## Requirement:
Go line by line through the data below, counting each one that has "TemplateData", and give the final count only.

## Saved data entries:
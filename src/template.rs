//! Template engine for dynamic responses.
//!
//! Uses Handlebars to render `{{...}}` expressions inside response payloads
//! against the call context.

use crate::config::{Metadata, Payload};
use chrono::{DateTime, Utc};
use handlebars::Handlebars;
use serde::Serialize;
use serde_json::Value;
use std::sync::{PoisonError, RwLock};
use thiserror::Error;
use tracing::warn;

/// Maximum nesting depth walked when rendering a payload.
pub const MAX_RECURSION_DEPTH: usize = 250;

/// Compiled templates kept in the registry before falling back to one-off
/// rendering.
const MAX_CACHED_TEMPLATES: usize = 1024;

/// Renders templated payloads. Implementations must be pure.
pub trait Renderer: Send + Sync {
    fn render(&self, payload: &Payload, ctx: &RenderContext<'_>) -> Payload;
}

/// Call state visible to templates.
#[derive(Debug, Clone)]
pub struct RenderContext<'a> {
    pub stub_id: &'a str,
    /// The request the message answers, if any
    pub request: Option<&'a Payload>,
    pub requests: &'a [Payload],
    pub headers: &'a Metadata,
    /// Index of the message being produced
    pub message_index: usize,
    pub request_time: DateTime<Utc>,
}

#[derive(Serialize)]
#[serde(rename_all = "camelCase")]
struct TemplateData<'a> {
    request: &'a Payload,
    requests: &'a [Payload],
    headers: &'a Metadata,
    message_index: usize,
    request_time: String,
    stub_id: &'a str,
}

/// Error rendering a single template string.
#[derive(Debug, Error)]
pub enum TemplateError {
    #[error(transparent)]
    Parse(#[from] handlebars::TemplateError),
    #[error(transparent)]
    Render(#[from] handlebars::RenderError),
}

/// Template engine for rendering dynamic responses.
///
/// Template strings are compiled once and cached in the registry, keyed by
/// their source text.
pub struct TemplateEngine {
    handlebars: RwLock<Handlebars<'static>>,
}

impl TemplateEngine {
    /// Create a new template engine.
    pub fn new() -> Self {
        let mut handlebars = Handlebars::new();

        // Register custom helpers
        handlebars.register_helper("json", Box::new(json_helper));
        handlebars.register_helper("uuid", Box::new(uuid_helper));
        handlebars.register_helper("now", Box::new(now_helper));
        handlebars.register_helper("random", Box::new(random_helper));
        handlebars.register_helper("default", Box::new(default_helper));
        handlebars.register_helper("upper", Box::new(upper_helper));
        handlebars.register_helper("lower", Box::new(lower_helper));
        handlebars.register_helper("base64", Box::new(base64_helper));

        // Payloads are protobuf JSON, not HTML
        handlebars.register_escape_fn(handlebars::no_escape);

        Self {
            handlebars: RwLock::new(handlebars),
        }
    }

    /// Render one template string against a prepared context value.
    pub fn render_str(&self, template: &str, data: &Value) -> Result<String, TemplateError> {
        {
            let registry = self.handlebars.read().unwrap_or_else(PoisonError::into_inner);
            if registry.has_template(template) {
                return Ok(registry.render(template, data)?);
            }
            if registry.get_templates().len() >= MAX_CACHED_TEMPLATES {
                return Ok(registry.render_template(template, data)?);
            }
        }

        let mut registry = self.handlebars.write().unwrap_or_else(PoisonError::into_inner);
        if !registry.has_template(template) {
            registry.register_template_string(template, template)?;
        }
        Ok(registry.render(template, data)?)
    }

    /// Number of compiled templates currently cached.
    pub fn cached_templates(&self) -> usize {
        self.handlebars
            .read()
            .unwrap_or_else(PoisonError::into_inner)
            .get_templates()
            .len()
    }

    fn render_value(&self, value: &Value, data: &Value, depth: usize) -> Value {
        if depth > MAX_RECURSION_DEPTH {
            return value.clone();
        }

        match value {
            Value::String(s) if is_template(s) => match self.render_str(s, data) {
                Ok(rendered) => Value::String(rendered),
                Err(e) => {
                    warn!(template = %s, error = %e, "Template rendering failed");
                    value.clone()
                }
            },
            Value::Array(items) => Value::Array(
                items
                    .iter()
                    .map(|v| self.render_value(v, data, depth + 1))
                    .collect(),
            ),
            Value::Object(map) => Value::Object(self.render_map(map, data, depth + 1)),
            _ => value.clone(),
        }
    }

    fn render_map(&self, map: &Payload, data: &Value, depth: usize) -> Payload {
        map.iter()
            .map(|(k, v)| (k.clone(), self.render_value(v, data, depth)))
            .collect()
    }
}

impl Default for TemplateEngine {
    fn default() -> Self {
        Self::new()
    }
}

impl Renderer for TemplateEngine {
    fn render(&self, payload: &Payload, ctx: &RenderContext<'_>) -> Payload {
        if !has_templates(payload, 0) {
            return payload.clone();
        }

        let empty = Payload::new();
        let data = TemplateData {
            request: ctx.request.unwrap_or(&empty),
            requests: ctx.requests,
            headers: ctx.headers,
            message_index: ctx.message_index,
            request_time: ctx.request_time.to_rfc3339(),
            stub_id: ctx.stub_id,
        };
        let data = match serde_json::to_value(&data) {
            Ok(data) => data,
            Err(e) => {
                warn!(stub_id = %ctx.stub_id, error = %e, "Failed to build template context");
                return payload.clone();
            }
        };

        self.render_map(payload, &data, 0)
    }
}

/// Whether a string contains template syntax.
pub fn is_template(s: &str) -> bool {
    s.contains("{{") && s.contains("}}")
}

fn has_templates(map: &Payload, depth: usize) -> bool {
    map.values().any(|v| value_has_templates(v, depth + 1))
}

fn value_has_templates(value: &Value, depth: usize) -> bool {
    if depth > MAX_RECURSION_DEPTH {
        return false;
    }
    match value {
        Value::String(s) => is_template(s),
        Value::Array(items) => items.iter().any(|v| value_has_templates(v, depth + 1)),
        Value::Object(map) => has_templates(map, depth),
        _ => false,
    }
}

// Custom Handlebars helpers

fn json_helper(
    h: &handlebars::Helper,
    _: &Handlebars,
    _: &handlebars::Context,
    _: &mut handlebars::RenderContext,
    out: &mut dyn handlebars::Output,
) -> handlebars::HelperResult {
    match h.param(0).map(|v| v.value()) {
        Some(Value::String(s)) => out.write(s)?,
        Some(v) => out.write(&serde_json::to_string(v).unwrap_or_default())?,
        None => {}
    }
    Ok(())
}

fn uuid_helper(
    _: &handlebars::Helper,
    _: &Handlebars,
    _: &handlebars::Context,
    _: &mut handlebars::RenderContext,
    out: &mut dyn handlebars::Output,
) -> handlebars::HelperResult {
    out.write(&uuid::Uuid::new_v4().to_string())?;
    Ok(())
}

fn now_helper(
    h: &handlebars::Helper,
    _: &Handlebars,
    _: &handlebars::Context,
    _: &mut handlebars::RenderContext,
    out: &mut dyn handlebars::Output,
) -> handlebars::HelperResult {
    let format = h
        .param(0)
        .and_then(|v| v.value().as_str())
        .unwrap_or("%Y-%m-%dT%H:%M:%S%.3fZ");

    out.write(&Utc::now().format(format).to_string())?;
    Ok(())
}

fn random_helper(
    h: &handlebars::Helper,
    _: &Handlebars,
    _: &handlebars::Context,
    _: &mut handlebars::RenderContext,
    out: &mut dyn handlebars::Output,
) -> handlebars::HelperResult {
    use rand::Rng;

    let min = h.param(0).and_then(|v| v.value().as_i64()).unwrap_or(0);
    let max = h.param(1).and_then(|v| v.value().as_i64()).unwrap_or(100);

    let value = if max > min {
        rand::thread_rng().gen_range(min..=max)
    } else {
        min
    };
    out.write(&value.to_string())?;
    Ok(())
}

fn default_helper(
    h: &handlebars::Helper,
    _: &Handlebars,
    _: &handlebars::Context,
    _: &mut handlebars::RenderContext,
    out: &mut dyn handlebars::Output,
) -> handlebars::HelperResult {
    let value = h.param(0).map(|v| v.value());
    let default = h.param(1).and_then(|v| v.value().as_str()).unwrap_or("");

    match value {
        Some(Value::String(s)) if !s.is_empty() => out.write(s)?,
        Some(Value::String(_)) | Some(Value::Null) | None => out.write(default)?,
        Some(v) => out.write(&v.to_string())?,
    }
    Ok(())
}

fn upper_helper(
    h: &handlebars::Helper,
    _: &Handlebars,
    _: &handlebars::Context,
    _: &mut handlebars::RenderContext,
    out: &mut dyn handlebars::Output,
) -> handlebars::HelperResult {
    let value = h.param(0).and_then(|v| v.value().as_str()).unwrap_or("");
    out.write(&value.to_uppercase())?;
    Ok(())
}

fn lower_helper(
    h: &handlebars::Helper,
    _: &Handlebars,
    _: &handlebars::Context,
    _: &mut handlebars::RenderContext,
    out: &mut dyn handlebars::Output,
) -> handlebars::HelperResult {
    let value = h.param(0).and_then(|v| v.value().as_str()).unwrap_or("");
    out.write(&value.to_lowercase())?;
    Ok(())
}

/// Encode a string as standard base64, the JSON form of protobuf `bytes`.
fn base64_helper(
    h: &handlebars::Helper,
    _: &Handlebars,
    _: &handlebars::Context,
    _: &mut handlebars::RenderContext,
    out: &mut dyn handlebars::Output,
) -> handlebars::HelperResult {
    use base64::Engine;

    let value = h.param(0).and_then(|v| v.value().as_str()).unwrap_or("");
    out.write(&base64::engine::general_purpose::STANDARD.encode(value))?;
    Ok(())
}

## Written reply:
2